- _PROBLEM STATEMENT_
Report each line of the records where "BlobLocation" occurs.
DATA FOR REVIEW: Begin
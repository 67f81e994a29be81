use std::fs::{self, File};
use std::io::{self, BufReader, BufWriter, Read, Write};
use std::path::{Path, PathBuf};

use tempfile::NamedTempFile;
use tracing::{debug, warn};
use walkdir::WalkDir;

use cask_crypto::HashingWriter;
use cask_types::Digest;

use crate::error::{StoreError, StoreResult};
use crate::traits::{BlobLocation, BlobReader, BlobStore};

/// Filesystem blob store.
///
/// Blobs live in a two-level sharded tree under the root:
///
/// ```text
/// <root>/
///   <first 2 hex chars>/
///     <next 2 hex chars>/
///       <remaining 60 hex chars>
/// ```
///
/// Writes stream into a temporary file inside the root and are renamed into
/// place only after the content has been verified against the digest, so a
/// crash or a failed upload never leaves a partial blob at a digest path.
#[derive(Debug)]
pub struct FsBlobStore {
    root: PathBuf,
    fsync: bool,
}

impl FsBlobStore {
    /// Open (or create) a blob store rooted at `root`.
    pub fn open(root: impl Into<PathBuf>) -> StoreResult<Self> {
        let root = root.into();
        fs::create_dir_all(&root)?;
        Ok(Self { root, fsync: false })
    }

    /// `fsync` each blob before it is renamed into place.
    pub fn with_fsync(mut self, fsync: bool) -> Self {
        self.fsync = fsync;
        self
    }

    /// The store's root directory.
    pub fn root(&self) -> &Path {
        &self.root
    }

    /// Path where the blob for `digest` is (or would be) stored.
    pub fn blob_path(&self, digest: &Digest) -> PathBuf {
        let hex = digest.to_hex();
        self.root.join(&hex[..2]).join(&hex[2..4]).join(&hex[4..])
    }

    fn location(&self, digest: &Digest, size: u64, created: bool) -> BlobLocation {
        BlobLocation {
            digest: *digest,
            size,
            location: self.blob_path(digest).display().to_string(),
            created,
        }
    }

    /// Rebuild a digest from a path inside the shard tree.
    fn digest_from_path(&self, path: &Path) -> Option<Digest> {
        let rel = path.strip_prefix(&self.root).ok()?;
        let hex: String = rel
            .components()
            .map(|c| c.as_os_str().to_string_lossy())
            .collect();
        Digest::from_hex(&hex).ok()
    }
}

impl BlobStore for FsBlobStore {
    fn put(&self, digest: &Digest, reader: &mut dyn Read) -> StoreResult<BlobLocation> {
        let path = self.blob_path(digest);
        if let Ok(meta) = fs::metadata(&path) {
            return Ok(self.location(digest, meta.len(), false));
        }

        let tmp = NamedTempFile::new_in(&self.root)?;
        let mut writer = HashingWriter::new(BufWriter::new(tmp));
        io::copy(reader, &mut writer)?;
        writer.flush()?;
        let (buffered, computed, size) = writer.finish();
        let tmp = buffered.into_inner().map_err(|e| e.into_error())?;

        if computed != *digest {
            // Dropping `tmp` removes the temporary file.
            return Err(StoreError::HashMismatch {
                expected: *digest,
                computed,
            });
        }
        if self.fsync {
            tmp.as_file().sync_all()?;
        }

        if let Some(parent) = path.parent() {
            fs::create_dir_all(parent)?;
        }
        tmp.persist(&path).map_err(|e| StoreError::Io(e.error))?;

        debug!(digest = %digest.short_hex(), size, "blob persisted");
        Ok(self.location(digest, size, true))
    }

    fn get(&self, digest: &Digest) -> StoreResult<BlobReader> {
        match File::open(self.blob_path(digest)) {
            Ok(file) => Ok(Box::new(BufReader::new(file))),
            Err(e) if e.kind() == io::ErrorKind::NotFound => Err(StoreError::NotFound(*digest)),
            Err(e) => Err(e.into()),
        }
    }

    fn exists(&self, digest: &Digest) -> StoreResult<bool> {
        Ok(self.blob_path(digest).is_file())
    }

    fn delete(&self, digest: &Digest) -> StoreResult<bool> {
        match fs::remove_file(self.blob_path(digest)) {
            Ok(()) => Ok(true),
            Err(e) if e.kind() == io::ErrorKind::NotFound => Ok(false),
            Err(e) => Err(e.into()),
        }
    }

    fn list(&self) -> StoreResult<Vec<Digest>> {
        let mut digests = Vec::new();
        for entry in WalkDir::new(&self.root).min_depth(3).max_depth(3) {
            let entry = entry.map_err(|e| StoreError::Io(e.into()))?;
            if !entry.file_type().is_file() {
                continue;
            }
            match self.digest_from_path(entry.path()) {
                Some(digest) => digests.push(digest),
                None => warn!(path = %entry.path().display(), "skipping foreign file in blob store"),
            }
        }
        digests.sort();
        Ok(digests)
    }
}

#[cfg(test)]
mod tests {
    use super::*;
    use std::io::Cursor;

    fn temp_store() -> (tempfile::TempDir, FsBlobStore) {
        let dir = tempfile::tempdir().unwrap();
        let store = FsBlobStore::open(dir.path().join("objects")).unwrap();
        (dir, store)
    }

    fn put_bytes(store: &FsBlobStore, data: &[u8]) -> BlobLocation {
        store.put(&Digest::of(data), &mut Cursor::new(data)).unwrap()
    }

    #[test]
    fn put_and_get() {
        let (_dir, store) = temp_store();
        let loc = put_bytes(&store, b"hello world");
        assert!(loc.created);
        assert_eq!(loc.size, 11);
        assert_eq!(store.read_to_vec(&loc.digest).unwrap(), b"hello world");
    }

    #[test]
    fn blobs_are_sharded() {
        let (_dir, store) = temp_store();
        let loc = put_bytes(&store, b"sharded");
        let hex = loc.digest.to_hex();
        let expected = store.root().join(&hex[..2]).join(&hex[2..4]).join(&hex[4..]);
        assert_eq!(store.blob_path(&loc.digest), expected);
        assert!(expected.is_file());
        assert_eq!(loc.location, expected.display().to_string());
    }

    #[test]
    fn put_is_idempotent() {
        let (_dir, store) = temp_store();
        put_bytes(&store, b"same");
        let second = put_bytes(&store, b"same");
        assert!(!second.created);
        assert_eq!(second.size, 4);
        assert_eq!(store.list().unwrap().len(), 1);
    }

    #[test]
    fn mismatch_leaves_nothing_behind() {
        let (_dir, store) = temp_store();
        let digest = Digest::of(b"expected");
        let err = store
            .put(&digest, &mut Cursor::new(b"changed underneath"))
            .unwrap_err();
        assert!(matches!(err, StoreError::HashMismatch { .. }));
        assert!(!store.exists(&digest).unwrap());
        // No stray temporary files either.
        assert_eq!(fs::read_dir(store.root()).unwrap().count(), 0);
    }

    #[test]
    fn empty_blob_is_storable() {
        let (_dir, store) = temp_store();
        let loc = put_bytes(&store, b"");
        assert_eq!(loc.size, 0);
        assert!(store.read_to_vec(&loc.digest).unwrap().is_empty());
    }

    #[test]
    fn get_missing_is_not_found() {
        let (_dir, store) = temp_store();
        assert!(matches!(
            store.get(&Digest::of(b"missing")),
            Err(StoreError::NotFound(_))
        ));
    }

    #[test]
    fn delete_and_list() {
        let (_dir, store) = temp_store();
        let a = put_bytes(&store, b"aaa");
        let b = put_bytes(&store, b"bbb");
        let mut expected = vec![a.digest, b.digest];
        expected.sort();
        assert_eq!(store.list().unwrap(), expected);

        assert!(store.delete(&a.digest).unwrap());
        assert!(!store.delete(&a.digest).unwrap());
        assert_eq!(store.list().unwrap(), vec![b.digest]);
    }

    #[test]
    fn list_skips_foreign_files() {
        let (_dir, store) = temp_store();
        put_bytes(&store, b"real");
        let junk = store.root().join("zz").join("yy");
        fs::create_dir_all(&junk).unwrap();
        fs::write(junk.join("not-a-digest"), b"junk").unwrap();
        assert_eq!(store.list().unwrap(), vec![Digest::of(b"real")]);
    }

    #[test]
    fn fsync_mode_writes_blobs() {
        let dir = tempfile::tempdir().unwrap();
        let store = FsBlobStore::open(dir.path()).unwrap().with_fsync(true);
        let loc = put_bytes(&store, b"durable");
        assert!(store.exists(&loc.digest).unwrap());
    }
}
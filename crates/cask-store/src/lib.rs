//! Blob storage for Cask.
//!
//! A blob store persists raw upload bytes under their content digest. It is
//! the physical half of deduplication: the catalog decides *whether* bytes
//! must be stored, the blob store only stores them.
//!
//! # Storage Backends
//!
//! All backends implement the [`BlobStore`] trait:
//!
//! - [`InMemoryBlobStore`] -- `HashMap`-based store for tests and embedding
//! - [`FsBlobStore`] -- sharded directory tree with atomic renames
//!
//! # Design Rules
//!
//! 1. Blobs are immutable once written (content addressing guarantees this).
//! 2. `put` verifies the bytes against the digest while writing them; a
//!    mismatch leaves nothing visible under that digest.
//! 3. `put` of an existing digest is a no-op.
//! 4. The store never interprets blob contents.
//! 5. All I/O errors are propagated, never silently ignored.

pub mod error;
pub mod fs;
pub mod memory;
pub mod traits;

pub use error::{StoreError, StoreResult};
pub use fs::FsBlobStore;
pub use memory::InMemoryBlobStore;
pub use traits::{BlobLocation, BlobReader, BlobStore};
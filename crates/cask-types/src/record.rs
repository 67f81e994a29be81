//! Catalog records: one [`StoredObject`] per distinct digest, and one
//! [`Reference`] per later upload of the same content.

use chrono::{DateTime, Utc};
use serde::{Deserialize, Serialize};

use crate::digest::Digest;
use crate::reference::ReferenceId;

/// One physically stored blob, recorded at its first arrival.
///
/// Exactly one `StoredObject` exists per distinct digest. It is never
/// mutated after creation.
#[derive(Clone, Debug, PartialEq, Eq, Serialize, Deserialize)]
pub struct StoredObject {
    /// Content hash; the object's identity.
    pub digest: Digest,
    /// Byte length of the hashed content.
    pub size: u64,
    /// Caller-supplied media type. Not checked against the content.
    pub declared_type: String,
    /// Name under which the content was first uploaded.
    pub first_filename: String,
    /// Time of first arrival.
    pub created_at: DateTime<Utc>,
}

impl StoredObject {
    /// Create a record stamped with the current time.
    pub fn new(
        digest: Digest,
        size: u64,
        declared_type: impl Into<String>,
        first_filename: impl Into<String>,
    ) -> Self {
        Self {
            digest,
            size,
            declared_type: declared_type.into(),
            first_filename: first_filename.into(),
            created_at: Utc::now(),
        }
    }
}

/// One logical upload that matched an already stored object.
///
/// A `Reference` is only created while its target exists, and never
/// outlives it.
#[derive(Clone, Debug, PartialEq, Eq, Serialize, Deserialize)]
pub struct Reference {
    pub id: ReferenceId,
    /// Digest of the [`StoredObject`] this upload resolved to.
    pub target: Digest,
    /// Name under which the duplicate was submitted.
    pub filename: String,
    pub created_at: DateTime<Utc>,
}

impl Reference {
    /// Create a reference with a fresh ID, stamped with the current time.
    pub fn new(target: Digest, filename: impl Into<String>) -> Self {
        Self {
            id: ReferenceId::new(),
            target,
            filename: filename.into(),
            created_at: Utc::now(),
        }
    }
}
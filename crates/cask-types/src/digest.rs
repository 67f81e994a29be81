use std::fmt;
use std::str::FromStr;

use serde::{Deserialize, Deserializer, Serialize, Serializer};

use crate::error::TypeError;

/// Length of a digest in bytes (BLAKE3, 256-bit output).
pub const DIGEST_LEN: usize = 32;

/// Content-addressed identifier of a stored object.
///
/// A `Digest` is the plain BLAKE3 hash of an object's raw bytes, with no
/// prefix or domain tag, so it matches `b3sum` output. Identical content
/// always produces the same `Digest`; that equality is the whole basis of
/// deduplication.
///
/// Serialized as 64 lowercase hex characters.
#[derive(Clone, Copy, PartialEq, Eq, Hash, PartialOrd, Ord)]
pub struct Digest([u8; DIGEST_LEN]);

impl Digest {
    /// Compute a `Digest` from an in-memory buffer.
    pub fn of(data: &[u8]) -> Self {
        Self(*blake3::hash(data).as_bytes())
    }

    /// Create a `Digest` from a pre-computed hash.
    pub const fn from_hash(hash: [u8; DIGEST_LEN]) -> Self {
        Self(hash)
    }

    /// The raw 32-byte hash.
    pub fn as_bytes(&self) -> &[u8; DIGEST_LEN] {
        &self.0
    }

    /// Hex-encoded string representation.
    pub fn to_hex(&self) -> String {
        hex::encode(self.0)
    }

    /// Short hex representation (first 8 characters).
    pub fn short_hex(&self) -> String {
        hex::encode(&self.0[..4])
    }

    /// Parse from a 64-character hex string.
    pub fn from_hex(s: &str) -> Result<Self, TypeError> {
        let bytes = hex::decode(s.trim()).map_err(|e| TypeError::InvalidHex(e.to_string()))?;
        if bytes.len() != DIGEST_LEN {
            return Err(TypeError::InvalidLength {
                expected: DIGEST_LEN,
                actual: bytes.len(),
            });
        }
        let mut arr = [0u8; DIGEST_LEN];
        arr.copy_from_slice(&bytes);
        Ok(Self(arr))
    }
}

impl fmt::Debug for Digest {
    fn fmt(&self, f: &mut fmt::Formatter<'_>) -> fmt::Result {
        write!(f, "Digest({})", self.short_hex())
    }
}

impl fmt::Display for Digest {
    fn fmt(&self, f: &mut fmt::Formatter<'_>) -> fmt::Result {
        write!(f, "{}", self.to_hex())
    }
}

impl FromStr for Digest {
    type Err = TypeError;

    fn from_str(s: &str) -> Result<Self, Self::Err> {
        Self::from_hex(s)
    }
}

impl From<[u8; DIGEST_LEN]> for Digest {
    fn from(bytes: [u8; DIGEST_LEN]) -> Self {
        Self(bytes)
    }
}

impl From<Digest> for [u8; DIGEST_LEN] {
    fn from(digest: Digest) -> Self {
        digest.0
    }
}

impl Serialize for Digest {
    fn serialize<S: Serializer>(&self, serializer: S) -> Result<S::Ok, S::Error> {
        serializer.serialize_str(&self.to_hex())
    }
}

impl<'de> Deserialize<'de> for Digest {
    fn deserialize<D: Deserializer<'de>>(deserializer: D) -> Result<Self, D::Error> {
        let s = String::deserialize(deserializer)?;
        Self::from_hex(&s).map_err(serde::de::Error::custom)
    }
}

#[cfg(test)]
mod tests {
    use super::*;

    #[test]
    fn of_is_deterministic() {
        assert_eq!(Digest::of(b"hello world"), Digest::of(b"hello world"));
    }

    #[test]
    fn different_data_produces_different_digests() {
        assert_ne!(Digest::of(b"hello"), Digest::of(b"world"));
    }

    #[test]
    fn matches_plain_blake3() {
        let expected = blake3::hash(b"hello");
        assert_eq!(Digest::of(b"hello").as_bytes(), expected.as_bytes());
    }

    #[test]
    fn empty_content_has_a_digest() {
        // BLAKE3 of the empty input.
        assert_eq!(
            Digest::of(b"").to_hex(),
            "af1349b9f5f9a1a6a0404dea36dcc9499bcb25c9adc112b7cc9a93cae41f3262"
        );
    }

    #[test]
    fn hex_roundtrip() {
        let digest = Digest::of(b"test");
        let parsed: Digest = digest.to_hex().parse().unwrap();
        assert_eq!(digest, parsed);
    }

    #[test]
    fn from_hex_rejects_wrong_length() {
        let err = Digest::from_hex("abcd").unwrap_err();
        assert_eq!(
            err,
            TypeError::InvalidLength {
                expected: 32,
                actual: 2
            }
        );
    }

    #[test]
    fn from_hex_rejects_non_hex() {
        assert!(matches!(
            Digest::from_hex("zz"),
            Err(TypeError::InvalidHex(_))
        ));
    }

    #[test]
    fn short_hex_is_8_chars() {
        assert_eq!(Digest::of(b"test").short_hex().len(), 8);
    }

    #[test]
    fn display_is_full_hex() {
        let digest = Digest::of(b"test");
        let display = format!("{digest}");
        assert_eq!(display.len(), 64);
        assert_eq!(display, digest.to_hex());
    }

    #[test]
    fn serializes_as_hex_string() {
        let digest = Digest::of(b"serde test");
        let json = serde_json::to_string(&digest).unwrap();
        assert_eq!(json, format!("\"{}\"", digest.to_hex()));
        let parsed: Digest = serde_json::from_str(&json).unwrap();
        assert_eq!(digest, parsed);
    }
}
DATA FOR REVIEW: End
- _WRITTEN REPLY_
use crate::traits::{BlobLocation, BlobReader, BlobStore};
    fn location(&self, digest: &Digest, size: u64, created: bool) -> BlobLocation {
        BlobLocation {
    fn put(&self, digest: &Digest, reader: &mut dyn Read) -> StoreResult<BlobLocation> {
    fn put_bytes(store: &FsBlobStore, data: &[u8]) -> BlobLocation {
pub use traits::{BlobLocation, BlobReader, BlobStore};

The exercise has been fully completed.